**About this exercise**
Report, in full, each line of the material below in which the string "impl" occurs.

**Recorded data**
//! Interface to the game server hosting the maps.
//!
//! Everything that touches the host's world (item frames, map item metadata,
//! renderers) lives behind [`MapHost`]. Its methods are only ever called on
//! the main thread.

use image::RgbaImage;
use tracing::debug;

use crate::types::MapId;

/// Host-side display operations the core calls into.
pub trait MapHost {
    /// Attach rendered pixels to a map item so players see the image.
    fn install_renderer(&mut self, id: MapId, tile: &RgbaImage);
}

/// Host without a world, used by the command line tool.
///
/// Installing a renderer only records the ID.
#[derive(Debug, Default)]
pub struct HeadlessHost {
    installed: Vec<MapId>,
}

impl HeadlessHost {
    pub fn new() -> Self {
        Self::default()
    }

    /// IDs that received a renderer, in installation order.
    pub fn installed(&self) -> &[MapId] {
        &self.installed
    }
}

impl MapHost for HeadlessHost {
    fn install_renderer(&mut self, id: MapId, tile: &RgbaImage) {
        debug!(id, width = tile.width(), height = tile.height(), "installed map renderer");
        self.installed.push(id);
    }
}
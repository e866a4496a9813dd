//! Asynchronous results of pipeline requests.

use crossbeam_channel::{Receiver, TryRecvError};

use crate::error::{MapError, Result};

/// Pending result of a request submitted to the render pool.
///
/// If the worker running the request panics, the result is reported as
/// [`MapError::WorkerFailed`].
#[derive(Debug)]
pub struct RenderTask<T> {
    receiver: Receiver<Result<T>>,
}

impl<T> RenderTask<T> {
    pub(crate) fn new(receiver: Receiver<Result<T>>) -> Self {
        Self { receiver }
    }

    /// Block until the request completes.
    ///
    /// Must not be called from the main thread while the request still needs
    /// main-thread stages; use [`crate::executor::MainThread::run_until`]
    /// there instead.
    pub fn wait(self) -> Result<T> {
        self.receiver.recv().unwrap_or(Err(MapError::WorkerFailed))
    }

    /// Return the result if the request has completed.
    pub fn try_result(&self) -> Option<Result<T>> {
        match self.receiver.try_recv() {
            Ok(result) => Some(result),
            Err(TryRecvError::Empty) => None,
            Err(TryRecvError::Disconnected) => Some(Err(MapError::WorkerFailed)),
        }
    }

    pub(crate) fn receiver(&self) -> &Receiver<Result<T>> {
        &self.receiver
    }
}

**Exercise output**
impl HeadlessHost {
impl MapHost for HeadlessHost {
impl<T> RenderTask<T> {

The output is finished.